INSTRUCTIONS FOR THE TASK -> Would you copy out each line of the records below that includes the word "ValidationConfig"?
**********
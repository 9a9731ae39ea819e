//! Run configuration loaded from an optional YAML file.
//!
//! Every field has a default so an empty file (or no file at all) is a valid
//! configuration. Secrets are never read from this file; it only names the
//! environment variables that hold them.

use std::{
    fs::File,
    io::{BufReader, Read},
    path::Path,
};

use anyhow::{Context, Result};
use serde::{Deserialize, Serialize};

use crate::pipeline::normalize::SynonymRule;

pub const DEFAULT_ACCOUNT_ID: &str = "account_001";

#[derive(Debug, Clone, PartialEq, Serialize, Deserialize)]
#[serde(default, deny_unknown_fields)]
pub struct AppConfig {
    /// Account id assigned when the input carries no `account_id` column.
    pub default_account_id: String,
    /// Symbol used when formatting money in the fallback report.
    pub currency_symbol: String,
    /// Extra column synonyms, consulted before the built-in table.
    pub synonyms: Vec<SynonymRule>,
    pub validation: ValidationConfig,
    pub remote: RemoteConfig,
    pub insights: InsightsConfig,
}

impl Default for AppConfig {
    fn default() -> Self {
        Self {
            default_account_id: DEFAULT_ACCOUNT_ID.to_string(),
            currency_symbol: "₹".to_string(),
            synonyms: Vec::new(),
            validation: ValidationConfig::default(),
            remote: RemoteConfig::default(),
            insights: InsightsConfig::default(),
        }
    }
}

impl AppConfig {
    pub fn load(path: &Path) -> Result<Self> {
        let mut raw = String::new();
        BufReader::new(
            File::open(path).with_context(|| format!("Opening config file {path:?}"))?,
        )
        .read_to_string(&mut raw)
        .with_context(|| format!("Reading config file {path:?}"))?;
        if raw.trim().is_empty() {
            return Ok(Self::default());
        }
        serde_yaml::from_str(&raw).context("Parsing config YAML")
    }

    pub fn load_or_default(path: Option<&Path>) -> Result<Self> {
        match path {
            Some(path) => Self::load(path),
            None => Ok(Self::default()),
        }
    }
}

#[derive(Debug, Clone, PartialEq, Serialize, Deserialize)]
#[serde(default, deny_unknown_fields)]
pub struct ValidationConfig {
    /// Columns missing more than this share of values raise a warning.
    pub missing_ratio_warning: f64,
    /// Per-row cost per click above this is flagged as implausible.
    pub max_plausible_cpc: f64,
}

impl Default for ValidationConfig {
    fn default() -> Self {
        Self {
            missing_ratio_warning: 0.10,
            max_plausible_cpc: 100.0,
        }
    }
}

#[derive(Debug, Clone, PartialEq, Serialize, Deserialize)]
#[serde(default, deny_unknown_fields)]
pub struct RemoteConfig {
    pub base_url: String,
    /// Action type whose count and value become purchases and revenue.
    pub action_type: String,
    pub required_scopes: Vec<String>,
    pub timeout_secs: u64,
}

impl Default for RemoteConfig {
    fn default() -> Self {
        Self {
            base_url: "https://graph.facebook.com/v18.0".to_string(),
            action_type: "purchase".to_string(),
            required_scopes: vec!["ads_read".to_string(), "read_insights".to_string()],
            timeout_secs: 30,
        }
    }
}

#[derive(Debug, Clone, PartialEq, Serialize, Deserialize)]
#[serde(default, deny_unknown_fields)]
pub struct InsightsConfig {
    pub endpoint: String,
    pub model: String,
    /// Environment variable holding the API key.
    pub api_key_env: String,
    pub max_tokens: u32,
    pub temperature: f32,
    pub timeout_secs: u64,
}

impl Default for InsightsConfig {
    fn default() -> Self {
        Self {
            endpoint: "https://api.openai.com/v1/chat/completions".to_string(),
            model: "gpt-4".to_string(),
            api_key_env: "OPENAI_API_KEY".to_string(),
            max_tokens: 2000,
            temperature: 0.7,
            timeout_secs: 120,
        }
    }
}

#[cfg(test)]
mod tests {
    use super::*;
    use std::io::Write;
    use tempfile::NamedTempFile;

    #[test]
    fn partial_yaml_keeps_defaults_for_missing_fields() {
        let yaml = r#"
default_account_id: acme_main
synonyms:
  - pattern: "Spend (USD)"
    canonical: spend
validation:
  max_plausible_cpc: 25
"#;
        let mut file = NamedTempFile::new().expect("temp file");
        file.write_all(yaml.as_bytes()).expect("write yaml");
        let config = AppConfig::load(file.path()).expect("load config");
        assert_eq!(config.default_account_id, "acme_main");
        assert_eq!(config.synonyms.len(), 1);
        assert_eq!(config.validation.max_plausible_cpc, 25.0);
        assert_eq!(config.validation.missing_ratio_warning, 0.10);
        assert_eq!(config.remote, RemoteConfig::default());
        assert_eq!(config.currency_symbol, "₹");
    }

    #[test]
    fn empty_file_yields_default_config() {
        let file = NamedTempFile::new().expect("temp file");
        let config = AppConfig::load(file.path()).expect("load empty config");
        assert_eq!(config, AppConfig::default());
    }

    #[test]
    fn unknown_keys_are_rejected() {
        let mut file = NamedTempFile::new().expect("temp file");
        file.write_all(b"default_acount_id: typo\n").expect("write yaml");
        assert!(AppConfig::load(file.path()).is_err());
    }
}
**********
SOLUTION FOR THIS TASK ->
    pub validation: ValidationConfig,
            validation: ValidationConfig::default(),
pub struct ValidationConfig {
impl Default for ValidationConfig {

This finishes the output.